As usual, my favorite events to attend are those where we get to interact with the patients, doctors, nurses and families. I spent most of Friday, September 25th at the Northern Virginia Center for Cancer and Blood Disorders clinic with volunteers from Kyle's Kamp and other organizations celebrating the gaggle of superheroes that run around that place. I can give you some top secret information: If you are looking for the headquarters for all legit superheroes, that is where you will find it.
Bravery is not in the body of a muscled, caped crusader but in the heart and soul of a children whose bodies have betrayed them. These children have no choice but to be courageous, no choice but to come face to face with evil. Their parents have no choice but to put on a smile and pretend to be powerful as they walk headfirst into a journey filled with the greatest fear a parent can face. One little Ninja Turtle was on his way to get a spinal tap. One little Avenger was hopeful to go to school after his treatment, but likely wouldn't have the energy to make it the entire day. One little princess would stay later than she would've chosen, attached to her IV even after the snacks and crafts were cleaned up.
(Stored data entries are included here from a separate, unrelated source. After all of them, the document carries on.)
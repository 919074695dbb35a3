//! WebSocket streaming text-to-speech provider
//!
//! Text chunks stream up as `Speak` control messages; synthesized audio comes
//! down as binary frames tagged with the active context. A context switch
//! preempts the previous synthesis with a provider-native `Clear`; a
//! completed turn is flushed and acknowledged by a `Flushed` event.

use std::sync::Arc;

use futures::stream::{SplitSink, SplitStream};
use futures::{SinkExt, StreamExt};
use parking_lot::Mutex as SyncMutex;
use serde::Deserialize;
use serde_json::json;
use tokio::net::TcpStream;
use tokio::sync::Mutex;
use tokio_tungstenite::tungstenite::client::IntoClientRequest;
use tokio_tungstenite::tungstenite::protocol::Message;
use tokio_tungstenite::{connect_async, MaybeTlsStream, WebSocketStream};
use tokio_util::sync::CancellationToken;
use tracing::{debug, error, warn};
use url::Url;

use voxflow_core::error::ProviderError;
use voxflow_core::{AudioConfig, Options, Result};

use super::{SpeakOptions, TextToSpeech, TtsCallbacks, TtsOptions};

type WsSink = SplitSink<WebSocketStream<MaybeTlsStream<TcpStream>>, Message>;
type WsSource = SplitStream<WebSocketStream<MaybeTlsStream<TcpStream>>>;

const HANDSHAKE_TIMEOUT_SECS: u64 = 10;

/// Control envelope from the provider
#[derive(Debug, Deserialize)]
struct SpeakEvent {
    #[serde(rename = "type", default)]
    event_type: String,
    #[serde(default)]
    code: String,
    #[serde(default)]
    message: String,
}

/// Streaming WebSocket TTS provider
pub struct StreamingTts {
    endpoint: String,
    key: String,
    options: TtsOptions,
    callbacks: TtsCallbacks,
    writer: Arc<Mutex<Option<WsSink>>>,
    /// The context currently being synthesized; shared with the reader task
    /// so audio frames are attributed to the right turn
    context: Arc<SyncMutex<String>>,
    token: CancellationToken,
}

impl StreamingTts {
    pub fn new(
        endpoint: impl Into<String>,
        key: impl Into<String>,
        audio: AudioConfig,
        options: &Options,
        callbacks: TtsCallbacks,
        token: CancellationToken,
    ) -> Self {
        Self {
            endpoint: endpoint.into(),
            key: key.into(),
            options: TtsOptions::resolve(&audio, options),
            callbacks,
            writer: Arc::new(Mutex::new(None)),
            context: Arc::new(SyncMutex::new(String::new())),
            token: token.child_token(),
        }
    }

    fn connection_url(&self) -> Result<Url> {
        let mut url = Url::parse(&self.endpoint)
            .map_err(|e| ProviderError::TextToSpeech(format!("bad endpoint: {e}")))?;
        url.query_pairs_mut()
            .append_pair("model", &self.options.voice)
            .append_pair("encoding", &self.options.encoding)
            .append_pair("sample_rate", &self.options.sample_rate.to_string());
        Ok(url)
    }

    async fn reader_loop(
        mut source: WsSource,
        callbacks: TtsCallbacks,
        context: Arc<SyncMutex<String>>,
        token: CancellationToken,
    ) {
        loop {
            tokio::select! {
                _ = token.cancelled() => return,
                frame = source.next() => {
                    let Some(frame) = frame else { return };
                    match frame {
                        Ok(Message::Binary(audio)) => {
                            let ctx = context.lock().clone();
                            (callbacks.on_speech)(ctx, audio);
                        }
                        Ok(Message::Text(text)) => {
                            Self::handle_event(&text, &callbacks, &context);
                        }
                        Ok(Message::Close(_)) => {
                            debug!("tts upstream closed");
                            return;
                        }
                        Ok(_) => {}
                        Err(e) => {
                            error!(error = %e, "tts upstream read failed");
                            return;
                        }
                    }
                }
            }
        }
    }

    fn handle_event(text: &str, callbacks: &TtsCallbacks, context: &SyncMutex<String>) {
        let event: SpeakEvent = match serde_json::from_str(text) {
            Ok(e) => e,
            Err(_) => return,
        };
        match event.event_type.as_str() {
            "Flushed" => {
                let ctx = context.lock().clone();
                (callbacks.on_complete)(ctx);
            }
            "Warning" => {
                warn!(code = %event.code, message = %event.message, "tts warning");
            }
            // Metadata and Cleared carry nothing actionable
            _ => {}
        }
    }

    async fn send_control(&self, value: serde_json::Value) -> Result<()> {
        let mut writer = self.writer.lock().await;
        let sink = writer
            .as_mut()
            .ok_or_else(|| ProviderError::NotInitialized("tts".to_string()))?;
        sink.send(Message::Text(value.to_string()))
            .await
            .map_err(|e| ProviderError::TextToSpeech(format!("stream write: {e}")).into())
    }
}

#[async_trait::async_trait]
impl TextToSpeech for StreamingTts {
    fn name(&self) -> &'static str {
        "streaming-text-to-speech"
    }

    async fn initialize(&self) -> Result<()> {
        let url = self.connection_url()?;
        let mut request = url
            .as_str()
            .into_client_request()
            .map_err(|e| ProviderError::TextToSpeech(e.to_string()))?;
        request.headers_mut().insert(
            http::header::AUTHORIZATION,
            http::HeaderValue::from_str(&format!("token {}", self.key))
                .map_err(|e| ProviderError::TextToSpeech(e.to_string()))?,
        );

        let (socket, _) = tokio::time::timeout(
            std::time::Duration::from_secs(HANDSHAKE_TIMEOUT_SECS),
            connect_async(request),
        )
        .await
        .map_err(|_| ProviderError::HandshakeTimeout(HANDSHAKE_TIMEOUT_SECS))?
        .map_err(|e| ProviderError::Unavailable(format!("tts dial failed: {e}")))?;
        let (sink, source) = socket.split();
        *self.writer.lock().await = Some(sink);

        let callbacks = self.callbacks.clone();
        let context = Arc::clone(&self.context);
        let token = self.token.clone();
        tokio::spawn(async move {
            Self::reader_loop(source, callbacks, context, token).await;
        });
        debug!("tts connection established");
        Ok(())
    }

    async fn transform(&self, text: &str, opts: &SpeakOptions) -> Result<()> {
        // A new turn preempts whatever is still being synthesized
        let preempted = {
            let mut ctx = self.context.lock();
            let switched = !ctx.is_empty() && *ctx != opts.context_id;
            *ctx = opts.context_id.clone();
            switched
        };
        if preempted {
            self.send_control(json!({"type": "Clear"})).await?;
        }

        if opts.is_complete {
            return self.send_control(json!({"type": "Flush"})).await;
        }
        self.send_control(json!({"type": "Speak", "text": text}))
            .await
    }

    async fn close(&self) -> Result<()> {
        self.token.cancel();
        let mut writer = self.writer.lock().await;
        if let Some(mut sink) = writer.take() {
            let _ = sink
                .send(Message::Text(json!({"type": "Close"}).to_string()))
                .await;
            let _ = sink.send(Message::Close(None)).await;
        }
        Ok(())
    }
}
Mr. Straczynski is correct that superheroes help us to believe we might find super power in ourselves. I find Superman in all of the children and parents I meet in this fight. They show me the most powerful strength, the most powerful will, and the most powerful compassion and make me believe that these things might just be within me, too. They are ordinary people who find extraordinary strength when they have no other choice. They do not wear capes. They do not fly. They do not lift cars into the air or scale the sides of buildings.
They smile when smiling seems ludicrous. They dance when their feet are sore and tired. They fight when the battle seems lost.
When it comes down to it, they simply stand when standing is hardest.